A month after exposure, normal mice that got the placebo showed a nearly two-fold increase in the amount of collagen, skin thickness, and fibrosis. Those treated with the A2A receptor-blocking paste accumulated only 10 percent more skin-thickening collagen. Mice genetically engineered to lack the A2A receptor developed no skin reaction at all to the radiation.
“Our latest study is the first to demonstrate that blocking or deleting the A2A receptor can be useful in reducing radiation-induced scarring in skin,” says senior study investigator and rheumatologist Bruce Cronstein, MD, director of NYU Langone’s Clinical and Translational Science Institute. “The study also suggests that adenosine A2A receptor antagonists may have broad applications as drug therapies for preventing fibrosis and scarring, not just in the liver but also in the skin.”
If further experiments on animals and eventually people prove successful, Cronstein says, clinicians treating early-stage cancers with radiation could eventually prescribe an A2A inhibitor paste to prevent fibrosis. He adds that the team’s findings suggest that A2A antagonist drugs could also be used in treating other diseases involving changes in the structure of collagen, a major component of skin and connective tissues, such as scleroderma and interstitial pulmonary fibrosis.

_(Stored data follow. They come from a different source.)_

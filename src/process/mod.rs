//! # Managed process.
//!
//! - [`Service`] / [`ServiceProcess`] the spawn/wait/kill interface the supervisor owns
//! - [`CommandService`] / [`ChildProcess`] OS-process implementation on `tokio::process`

mod command;
mod service;

pub use command::{ChildProcess, CommandService};
pub use service::{ExitInfo, ProcessBox, Service, ServiceProcess, ServiceRef};
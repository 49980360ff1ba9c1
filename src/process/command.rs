//! # OS process backed service.
//!
//! [`CommandService`] spawns `program args...` with `tokio::process::Command`:
//! stdin is closed, stdout/stderr are inherited. Handles are created without
//! `kill_on_drop` so that dropping a [`ChildProcess`] leaves the process running;
//! the supervisor kills explicitly when it means to.

use std::io::ErrorKind;
use std::process::Stdio;

use async_trait::async_trait;
use tokio::process::{Child, Command};

use crate::config::Config;
use crate::error::{ConfigError, ProcessError};
use crate::process::service::{ExitInfo, ProcessBox, Service, ServiceProcess};

/// Launches the managed program.
#[derive(Clone, Debug)]
pub struct CommandService {
    program: String,
    args: Vec<String>,
}

impl CommandService {
    /// Creates a service running `program` with `args`.
    pub fn new<I, S>(program: impl Into<String>, args: I) -> Self
    where
        I: IntoIterator<Item = S>,
        S: Into<String>,
    {
        Self {
            program: program.into(),
            args: args.into_iter().map(Into::into).collect(),
        }
    }

    /// Builds the service from `config.command` / `config.args`.
    pub fn from_config(cfg: &Config) -> Result<Self, ConfigError> {
        if cfg.command.is_empty() {
            return Err(ConfigError::MissingCommand);
        }
        Ok(Self::new(cfg.command.clone(), cfg.args.clone()))
    }
}

#[async_trait]
impl Service for CommandService {
    fn name(&self) -> &str {
        &self.program
    }

    async fn spawn(&self) -> Result<ProcessBox, ProcessError> {
        let child = Command::new(&self.program)
            .args(&self.args)
            .stdin(Stdio::null())
            .kill_on_drop(false)
            .spawn()
            .map_err(|source| ProcessError::Spawn {
                command: self.program.clone(),
                source,
            })?;
        Ok(Box::new(ChildProcess { child }))
    }
}

/// Handle to a spawned OS process.
pub struct ChildProcess {
    child: Child,
}

#[async_trait]
impl ServiceProcess for ChildProcess {
    fn id(&self) -> Option<u32> {
        self.child.id()
    }

    async fn wait(&mut self) -> Result<ExitInfo, ProcessError> {
        self.child
            .wait()
            .await
            .map(ExitInfo::from)
            .map_err(ProcessError::Wait)
    }

    async fn kill(&mut self) -> Result<(), ProcessError> {
        if let Ok(Some(_)) = self.child.try_wait() {
            return Ok(());
        }
        match self.child.start_kill() {
            Ok(()) => {}
            // already reaped
            Err(e) if e.kind() == ErrorKind::InvalidInput => return Ok(()),
            Err(e) => return Err(ProcessError::Kill(e)),
        }
        self.child.wait().await.map_err(ProcessError::Wait)?;
        Ok(())
    }
}

#[cfg(all(test, unix))]
mod tests {
    use std::time::Duration;

    use super::*;

    #[tokio::test]
    async fn reports_exit_code() {
        let svc = CommandService::new("sh", ["-c", "exit 3"]);
        let mut proc = svc.spawn().await.unwrap();
        assert!(proc.id().is_some());
        assert_eq!(proc.wait().await.unwrap(), ExitInfo::code(3));
    }

    #[tokio::test]
    async fn kill_after_exit_is_a_quick_no_op() {
        let svc = CommandService::new("true", Vec::<String>::new());
        let mut proc = svc.spawn().await.unwrap();
        proc.wait().await.unwrap();

        let res = tokio::time::timeout(Duration::from_secs(1), proc.kill()).await;
        assert!(matches!(res, Ok(Ok(()))));
        let res = tokio::time::timeout(Duration::from_secs(1), proc.kill()).await;
        assert!(matches!(res, Ok(Ok(()))));
    }

    #[tokio::test]
    async fn kill_terminates_running_process() {
        let svc = CommandService::new("sleep", ["30"]);
        let mut proc = svc.spawn().await.unwrap();

        tokio::time::timeout(Duration::from_secs(5), proc.kill())
            .await
            .unwrap()
            .unwrap();
        let exit = proc.wait().await.unwrap();
        assert_eq!(exit.signal, Some(9));
    }

    #[tokio::test]
    async fn missing_program_is_a_spawn_error() {
        let svc = CommandService::new("/definitely/not/here", Vec::<String>::new());
        let err = svc.spawn().await.err().unwrap();
        assert_eq!(err.as_label(), "process_spawn_failed");
    }

    #[test]
    fn empty_command_is_rejected() {
        let err = CommandService::from_config(&Config::default()).unwrap_err();
        assert_eq!(err, ConfigError::MissingCommand);
    }
}
//! Consensus store boundary.
//!
//! - [`ConsensusClient`] the capability the node is written against
//! - [`LockRecord`] what the leader writes under the lock key
//! - [`MemoryStore`] in-process linearizable store (tests, demos, single-host setups)

mod client;
mod memory;
mod record;

pub use client::{ConsensusClient, KeepAliveAck, KeepAliveStream, LeaseId, StoreRef, TxnOutcome};
pub use memory::MemoryStore;
pub use record::{LockRecord, ParseLockRecordError};
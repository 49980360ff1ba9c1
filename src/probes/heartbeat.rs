//! # Heartbeat-file probe.
//!
//! The managed service periodically writes a Unix timestamp (seconds, fractions allowed)
//! to a file. The probe is healthy iff `now - timestamp < staleness`. A missing or
//! unparsable file is unhealthy.
//!
//! Services written in Rust can use [`HeartbeatFileProbe::beat`] to write the file.

use std::path::{Path, PathBuf};
use std::time::{Duration, SystemTime, UNIX_EPOCH};

use async_trait::async_trait;

use crate::error::ProbeError;
use crate::probes::probe::HealthProbe;

/// Checks the freshness of a heartbeat file.
pub struct HeartbeatFileProbe {
    path: PathBuf,
    staleness: Duration,
}

impl HeartbeatFileProbe {
    /// Creates a probe reading `path`, tolerating heartbeats up to `staleness` old.
    pub fn new(path: impl Into<PathBuf>, staleness: Duration) -> Self {
        Self {
            path: path.into(),
            staleness,
        }
    }

    /// Writes the current time to `path` in the format this probe reads.
    pub async fn beat(path: impl AsRef<Path>) -> std::io::Result<()> {
        let now = unix_now().as_secs_f64();
        tokio::fs::write(path, format!("{now:.3}\n")).await
    }
}

fn unix_now() -> Duration {
    SystemTime::now()
        .duration_since(UNIX_EPOCH)
        .unwrap_or(Duration::ZERO)
}

#[async_trait]
impl HealthProbe for HeartbeatFileProbe {
    fn name(&self) -> &str {
        "heartbeat_file"
    }

    async fn check(&self, _timeout: Duration) -> Result<(), ProbeError> {
        let raw = tokio::fs::read_to_string(&self.path).await.map_err(|e| {
            ProbeError::unhealthy(format!("cannot read {}: {e}", self.path.display()))
        })?;
        let stamp: f64 = raw
            .trim()
            .parse()
            .map_err(|_| ProbeError::unhealthy(format!("malformed heartbeat {:?}", raw.trim())))?;

        let age = unix_now().as_secs_f64() - stamp;
        if age < self.staleness.as_secs_f64() {
            Ok(())
        } else {
            Err(ProbeError::unhealthy(format!("heartbeat is {age:.1}s old")))
        }
    }
}

#[cfg(test)]
mod tests {
    use super::*;

    const STALE: Duration = Duration::from_secs(30);
    const TIMEOUT: Duration = Duration::from_secs(1);

    #[tokio::test]
    async fn fresh_heartbeat_is_healthy() {
        let dir = tempfile::tempdir().unwrap();
        let path = dir.path().join("hb");
        HeartbeatFileProbe::beat(&path).await.unwrap();

        let probe = HeartbeatFileProbe::new(&path, STALE);
        assert_eq!(probe.check(TIMEOUT).await, Ok(()));
    }

    #[tokio::test]
    async fn old_heartbeat_is_unhealthy() {
        let dir = tempfile::tempdir().unwrap();
        let path = dir.path().join("hb");
        let old = unix_now().as_secs_f64() - 120.0;
        tokio::fs::write(&path, format!("{old}")).await.unwrap();

        let probe = HeartbeatFileProbe::new(&path, STALE);
        let err = probe.check(TIMEOUT).await.unwrap_err();
        assert!(err.to_string().contains("old"));
    }

    #[tokio::test]
    async fn missing_or_garbled_file_is_unhealthy() {
        let dir = tempfile::tempdir().unwrap();
        let path = dir.path().join("hb");

        let probe = HeartbeatFileProbe::new(&path, STALE);
        assert!(probe.check(TIMEOUT).await.is_err());

        tokio::fs::write(&path, "yesterday").await.unwrap();
        assert!(probe.check(TIMEOUT).await.is_err());
    }
}
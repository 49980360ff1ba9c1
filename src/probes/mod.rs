//! # Health probes.
//!
//! - [`HealthProbe`] the single-method capability used by the health monitor
//! - [`HttpProbe`] `GET` a URL, 2xx is healthy (feature `http`)
//! - [`HeartbeatFileProbe`] timestamp file freshness
//! - [`ProbeFn`] closure-backed probe

mod heartbeat;
#[cfg(feature = "http")]
mod http;
mod probe;
mod probe_fn;

pub use heartbeat::HeartbeatFileProbe;
#[cfg(feature = "http")]
pub use http::HttpProbe;
pub use probe::{HealthProbe, ProbeRef};
pub use probe_fn::ProbeFn;
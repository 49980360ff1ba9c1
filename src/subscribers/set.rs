//! # Non-blocking event fan-out to multiple subscribers.
//!
//! Provides [`SubscriberSet`] which distributes events to multiple subscribers
//! without blocking the publisher.
//!
//! ## Architecture
//! ```text
//! emit(event)
//!     │
//!     ├──► [queue 1] ──► worker 1 ──► subscriber1.on_event()
//!     │    (bounded)         └──────► panic → SubscriberPanicked
//!     └──► [queue N] ──► worker N ──► subscriberN.on_event()
//!          (bounded)
//! ```
//!
//! ## Rules
//! - **Non-blocking**: `emit()` returns immediately (uses `try_send`)
//! - **Overflow**: event dropped for that subscriber only, `SubscriberOverflow` published
//! - **Isolation**: a slow or panicking subscriber doesn't affect others
//! - **Per-subscriber FIFO**: each subscriber sees events in order

use std::sync::Arc;

use futures::FutureExt;
use tokio::{sync::mpsc, task::JoinHandle};

use crate::events::{Bus, Event, EventKind};
use crate::subscribers::Subscribe;

/// Per-subscriber channel metadata.
struct SubscriberChannel {
    name: &'static str,
    sender: mpsc::Sender<Arc<Event>>,
}

/// Fan-out coordinator for multiple event subscribers.
pub struct SubscriberSet {
    channels: Vec<SubscriberChannel>,
    workers: Vec<JoinHandle<()>>,
    bus: Bus,
}

impl SubscriberSet {
    /// Creates a new set and spawns one worker task per subscriber.
    ///
    /// Must be called from within a tokio runtime.
    #[must_use]
    pub fn new(subs: Vec<Arc<dyn Subscribe>>, bus: Bus) -> Self {
        let mut channels = Vec::with_capacity(subs.len());
        let mut workers = Vec::with_capacity(subs.len());

        for sub in subs {
            let cap = sub.queue_capacity().max(1);
            let name = sub.name();
            let (tx, mut rx) = mpsc::channel::<Arc<Event>>(cap);
            let bus_for_worker = bus.clone();

            let handle = tokio::spawn(async move {
                while let Some(ev) = rx.recv().await {
                    let fut = sub.on_event(ev.as_ref());

                    if let Err(panic_err) = std::panic::AssertUnwindSafe(fut).catch_unwind().await {
                        let info = if let Some(msg) = panic_err.downcast_ref::<&'static str>() {
                            (*msg).to_string()
                        } else if let Some(msg) = panic_err.downcast_ref::<String>() {
                            msg.clone()
                        } else {
                            "unknown panic".to_string()
                        };
                        bus_for_worker.publish(Event::subscriber_panicked(sub.name(), info));
                    }
                }
            });
            channels.push(SubscriberChannel { name, sender: tx });
            workers.push(handle);
        }
        Self {
            channels,
            workers,
            bus,
        }
    }

    /// Returns `true` when no subscribers are registered.
    pub fn is_empty(&self) -> bool {
        self.channels.is_empty()
    }

    /// Emits an event to all subscribers.
    ///
    /// Overflow events that themselves overflow are not re-published.
    pub fn emit(&self, event: &Event) {
        let event = Arc::new(event.clone());
        let is_overflow_evt = matches!(event.kind, EventKind::SubscriberOverflow);

        for channel in &self.channels {
            let reason = match channel.sender.try_send(Arc::clone(&event)) {
                Ok(()) => continue,
                Err(mpsc::error::TrySendError::Full(_)) => "full",
                Err(mpsc::error::TrySendError::Closed(_)) => "closed",
            };
            if !is_overflow_evt {
                self.bus
                    .publish(Event::subscriber_overflow(channel.name, reason));
            }
        }
    }

    /// Drops all queues and waits for the workers to drain.
    pub async fn shutdown(self) {
        drop(self.channels);
        for h in self.workers {
            let _ = h.await;
        }
    }
}
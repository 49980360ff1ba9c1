//! Scripted fakes shared by the unit tests.

use std::collections::VecDeque;
use std::sync::atomic::{AtomicI32, AtomicU32, Ordering};
use std::sync::{Arc, Mutex};
use std::time::Duration;

use async_trait::async_trait;
use tokio::sync::broadcast;
use tokio::time::Instant;

use crate::error::{ProbeError, ProcessError};
use crate::events::Event;
use crate::probes::HealthProbe;
use crate::process::{ExitInfo, ProcessBox, Service, ServiceProcess};

/// Everything currently buffered in `rx`.
pub(crate) fn drain(rx: &mut broadcast::Receiver<Event>) -> Vec<Event> {
    let mut out = Vec::new();
    loop {
        match rx.try_recv() {
            Ok(ev) => out.push(ev),
            Err(broadcast::error::TryRecvError::Lagged(_)) => continue,
            Err(_) => return out,
        }
    }
}

/// How one spawned process behaves.
#[derive(Clone, Copy, Debug)]
pub(crate) enum Script {
    /// Exits on its own after the delay.
    ExitAfter(Duration, i32),
    /// Runs until killed.
    RunForever,
    /// `spawn` itself fails.
    FailSpawn,
}

/// Service whose processes follow a per-spawn script.
pub(crate) struct ScriptedService {
    scripts: Mutex<VecDeque<Script>>,
    fallback: Script,
    spawns: AtomicU32,
    kills: Arc<AtomicU32>,
    live: Arc<AtomicI32>,
}

impl ScriptedService {
    /// Uses `scripts` in order, then `fallback` for every later spawn.
    pub(crate) fn new(scripts: impl IntoIterator<Item = Script>, fallback: Script) -> Arc<Self> {
        Arc::new(Self {
            scripts: Mutex::new(scripts.into_iter().collect()),
            fallback,
            spawns: AtomicU32::new(0),
            kills: Arc::new(AtomicU32::new(0)),
            live: Arc::new(AtomicI32::new(0)),
        })
    }

    pub(crate) fn forever() -> Arc<Self> {
        Self::new([], Script::RunForever)
    }

    /// Successful and failed spawn calls.
    pub(crate) fn spawns(&self) -> u32 {
        self.spawns.load(Ordering::SeqCst)
    }

    /// `kill` calls across all processes, including no-op ones.
    pub(crate) fn kills(&self) -> u32 {
        self.kills.load(Ordering::SeqCst)
    }

    /// Processes spawned and not yet exited or killed.
    pub(crate) fn live(&self) -> i32 {
        self.live.load(Ordering::SeqCst)
    }
}

#[async_trait]
impl Service for ScriptedService {
    fn name(&self) -> &str {
        "scripted-service"
    }

    async fn spawn(&self) -> Result<ProcessBox, ProcessError> {
        let n = self.spawns.fetch_add(1, Ordering::SeqCst) + 1;
        let script = self
            .scripts
            .lock()
            .unwrap()
            .pop_front()
            .unwrap_or(self.fallback);

        let exit_at = match script {
            Script::FailSpawn => {
                return Err(ProcessError::Spawn {
                    command: "scripted".into(),
                    source: std::io::Error::from(std::io::ErrorKind::NotFound),
                });
            }
            Script::ExitAfter(after, code) => Some((Instant::now() + after, code)),
            Script::RunForever => None,
        };
        self.live.fetch_add(1, Ordering::SeqCst);
        Ok(Box::new(FakeProcess {
            pid: 1000 + n,
            exit_at,
            done: None,
            kills: Arc::clone(&self.kills),
            live: Arc::clone(&self.live),
        }))
    }
}

/// Process handle produced by [`ScriptedService`].
pub(crate) struct FakeProcess {
    pid: u32,
    exit_at: Option<(Instant, i32)>,
    done: Option<ExitInfo>,
    kills: Arc<AtomicU32>,
    live: Arc<AtomicI32>,
}

impl FakeProcess {
    fn finish(&mut self, info: ExitInfo) -> ExitInfo {
        if self.done.is_none() {
            self.live.fetch_sub(1, Ordering::SeqCst);
            self.done = Some(info);
        }
        self.done.unwrap_or(info)
    }
}

#[async_trait]
impl ServiceProcess for FakeProcess {
    fn id(&self) -> Option<u32> {
        Some(self.pid)
    }

    async fn wait(&mut self) -> Result<ExitInfo, ProcessError> {
        if let Some(info) = self.done {
            return Ok(info);
        }
        match self.exit_at {
            Some((at, code)) => {
                tokio::time::sleep_until(at).await;
                Ok(self.finish(ExitInfo::code(code)))
            }
            None => std::future::pending().await,
        }
    }

    async fn kill(&mut self) -> Result<(), ProcessError> {
        self.kills.fetch_add(1, Ordering::SeqCst);
        self.finish(ExitInfo {
            code: None,
            signal: Some(9),
        });
        Ok(())
    }
}

/// Probe answering from a script of healthy/unhealthy results.
pub(crate) struct ScriptedProbe {
    results: Mutex<VecDeque<bool>>,
    /// `None` hangs forever once the script is exhausted.
    fallback: Option<bool>,
    calls: AtomicU32,
}

impl ScriptedProbe {
    /// Plays `results` in order, then reports healthy.
    pub(crate) fn new(results: impl IntoIterator<Item = bool>) -> Arc<Self> {
        Self::with_fallback(results, Some(true))
    }

    /// Fails `n` times, then reports healthy.
    pub(crate) fn failing_times(n: usize) -> Arc<Self> {
        Self::new(std::iter::repeat_n(false, n))
    }

    pub(crate) fn always_failing() -> Arc<Self> {
        Self::with_fallback([], Some(false))
    }

    /// Never answers.
    pub(crate) fn hanging() -> Arc<Self> {
        Self::with_fallback([], None)
    }

    fn with_fallback(results: impl IntoIterator<Item = bool>, fallback: Option<bool>) -> Arc<Self> {
        Arc::new(Self {
            results: Mutex::new(results.into_iter().collect()),
            fallback,
            calls: AtomicU32::new(0),
        })
    }

    pub(crate) fn calls(&self) -> u32 {
        self.calls.load(Ordering::SeqCst)
    }
}

#[async_trait]
impl HealthProbe for ScriptedProbe {
    fn name(&self) -> &str {
        "scripted-probe"
    }

    async fn check(&self, _timeout: Duration) -> Result<(), ProbeError> {
        self.calls.fetch_add(1, Ordering::SeqCst);
        let next = self.results.lock().unwrap().pop_front().or(self.fallback);
        match next {
            Some(true) => Ok(()),
            Some(false) => Err(ProbeError::unhealthy("scripted failure")),
            None => std::future::pending().await,
        }
    }
}
//! Three nodes contending for one `sleep` process on a shared in-memory store.
//!
//! The first leader is shut down gracefully after a few seconds and one of the
//! remaining nodes takes over immediately (the lease is revoked, not left to expire).
//!
//! ```text
//! RUST_LOG=leasevisor=debug cargo run --example three_nodes
//! ```

use std::sync::Arc;
use std::time::Duration;

use leasevisor::{
    Config, LogWriter, MemoryStore, NodeState, ProbeError, ProbeFn, ProbeRef, StoreRef, Subscribe,
    SupervisorNode,
};
use tokio_util::sync::CancellationToken;
use tracing_subscriber::EnvFilter;

#[tokio::main]
async fn main() -> Result<(), Box<dyn std::error::Error>> {
    tracing_subscriber::fmt()
        .with_env_filter(
            EnvFilter::try_from_default_env().unwrap_or_else(|_| EnvFilter::new("leasevisor=info")),
        )
        .init();

    let store: StoreRef = Arc::new(MemoryStore::new());
    let mut nodes = Vec::new();

    for id in ["node-a", "node-b", "node-c"] {
        let cfg = Config {
            node_id: id.to_string(),
            command: "sleep".into(),
            args: vec!["3".into()],
            lease_ttl: Duration::from_secs(2),
            election_retry: Duration::from_millis(500),
            election_jitter: Duration::from_millis(250),
            probe_interval: Duration::from_secs(1),
            probe_timeout: Duration::from_millis(200),
            restart_backoff: Duration::from_millis(500),
            ..Config::default()
        };
        let probe: ProbeRef = ProbeFn::arc("always-ok", || async { Ok::<_, ProbeError>(()) });
        let subs: Vec<Arc<dyn Subscribe>> = vec![Arc::new(LogWriter::new())];

        let node = SupervisorNode::builder(cfg, Arc::clone(&store))
            .with_probe(probe)
            .with_subscribers(subs)
            .build()?;
        let state = node.state();
        let token = CancellationToken::new();
        let task = tokio::spawn(node.run(token.clone()));
        nodes.push((id, state, token, task));
    }

    tokio::time::sleep(Duration::from_secs(5)).await;
    if let Some((id, _, token, _)) = nodes
        .iter()
        .find(|(_, state, _, _)| *state.borrow() == NodeState::Leader)
    {
        tracing::info!(leader = *id, "stopping the current leader");
        token.cancel();
    }

    tokio::time::sleep(Duration::from_secs(5)).await;
    for (id, state, token, task) in nodes {
        let current = *state.borrow();
        tracing::info!(node = id, state = ?current, "stopping");
        token.cancel();
        task.await?;
    }
    Ok(())
}
//! # Consensus store capability.
//!
//! [`ConsensusClient`] is the only seam between a node and the external arbiter
//! (etcd, Consul, ...). The node needs four operations and nothing else:
//!
//! ```text
//! grant_lease(ttl)                    → LeaseId
//! revoke_lease(lease)                 → ()
//! try_create_if_absent(key, v, lease) → Won | Lost       (one atomic transaction:
//!                                                         if key has no version, create it bound to lease)
//! keep_alive(lease)                   → stream of acks   (ends on lease loss or connection failure)
//! ```
//!
//! Every operation may fail with [`StoreError::Unavailable`]; callers must not assume
//! any state change occurred in that case.

use std::fmt;
use std::sync::Arc;
use std::time::Duration;

use async_trait::async_trait;
use futures::stream::BoxStream;

use crate::error::StoreError;

/// Opaque identifier of a time-bounded grant issued by the store.
#[derive(Clone, Copy, Debug, PartialEq, Eq, Hash, PartialOrd, Ord)]
pub struct LeaseId(i64);

impl LeaseId {
    /// Wraps a raw store-issued id.
    pub const fn new(raw: i64) -> Self {
        Self(raw)
    }

    /// Returns the raw id.
    pub const fn get(self) -> i64 {
        self.0
    }
}

impl fmt::Display for LeaseId {
    fn fmt(&self, f: &mut fmt::Formatter<'_>) -> fmt::Result {
        write!(f, "{:x}", self.0)
    }
}

/// Result of the conditional create transaction.
#[derive(Clone, Copy, Debug, PartialEq, Eq)]
pub enum TxnOutcome {
    /// The key was absent and is now bound to our lease.
    Won,
    /// The key already existed; nothing was written.
    Lost,
}

/// One successful renewal.
#[derive(Clone, Copy, Debug, PartialEq, Eq)]
pub struct KeepAliveAck {
    /// Lease that was renewed.
    pub lease: LeaseId,
    /// TTL granted by this renewal.
    pub ttl: Duration,
}

/// Lazy, unbounded sequence of renewal acknowledgements.
///
/// Ends (or yields an error and ends) once the lease can no longer be renewed.
pub type KeepAliveStream = BoxStream<'static, Result<KeepAliveAck, StoreError>>;

/// Shared handle to a consensus client.
pub type StoreRef = Arc<dyn ConsensusClient>;

/// Lease and transaction primitives of a linearizable key-value store.
#[async_trait]
pub trait ConsensusClient: Send + Sync + 'static {
    /// Requests a new lease that expires after `ttl` unless renewed.
    async fn grant_lease(&self, ttl: Duration) -> Result<LeaseId, StoreError>;

    /// Revokes a lease, deleting every key bound to it.
    async fn revoke_lease(&self, lease: LeaseId) -> Result<(), StoreError>;

    /// Atomically creates `key = value` bound to `lease` iff `key` has no prior version.
    ///
    /// Among any number of concurrent callers, at most one observes [`TxnOutcome::Won`].
    async fn try_create_if_absent(
        &self,
        key: &str,
        value: &str,
        lease: LeaseId,
    ) -> Result<TxnOutcome, StoreError>;

    /// Starts renewing `lease`; renewals happen as the stream is polled.
    fn keep_alive(&self, lease: LeaseId) -> KeepAliveStream;
}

Cronstein, the Dr. Paul R. Esserman Professor of Medicine, and a professor in the Departments of Pathology, Biochemistry, and Molecular Pharmacology at NYU Langone, says such therapies are badly needed because very few drugs are currently available to treat fibrosis and those that are on the market are not very effective. Moreover, he says, using a topical formulation like the one his team tested is advantageous because it can be applied directly to affected tissues and patients do not have to worry about any adverse systemic reaction as in oral drugs.
Cronstein says his team next plans to study the mechanism underlying the A2A receptor’s role in fibrosis.
The research was supported by grants from the National Institutes of Health (AR56672, AR6593), the NYU-HHC Clinical and Translational Science Institute (UL1TR000038), and the Laura and Isaac Perlmutter Cancer Center and the Cancer Center Support Grant award (P30CA016087). Under an agreement between Cronstein and NYU, Cronstein is entitled to a share of royalty received by the University on sales of products described in this report. Any revenue from these agreements is subject to being managed by NYU Langone in accordance with its conflict of interest policies.
In addition to Cronstein, other NYU Langone researchers involved in the study were Miguel Perez-Aso, PhD; Aránzazu Mediero, PhD; Yee Cheng Low, MD; Obinna Ezeamuzie, MD; and Jamie Levine, MD.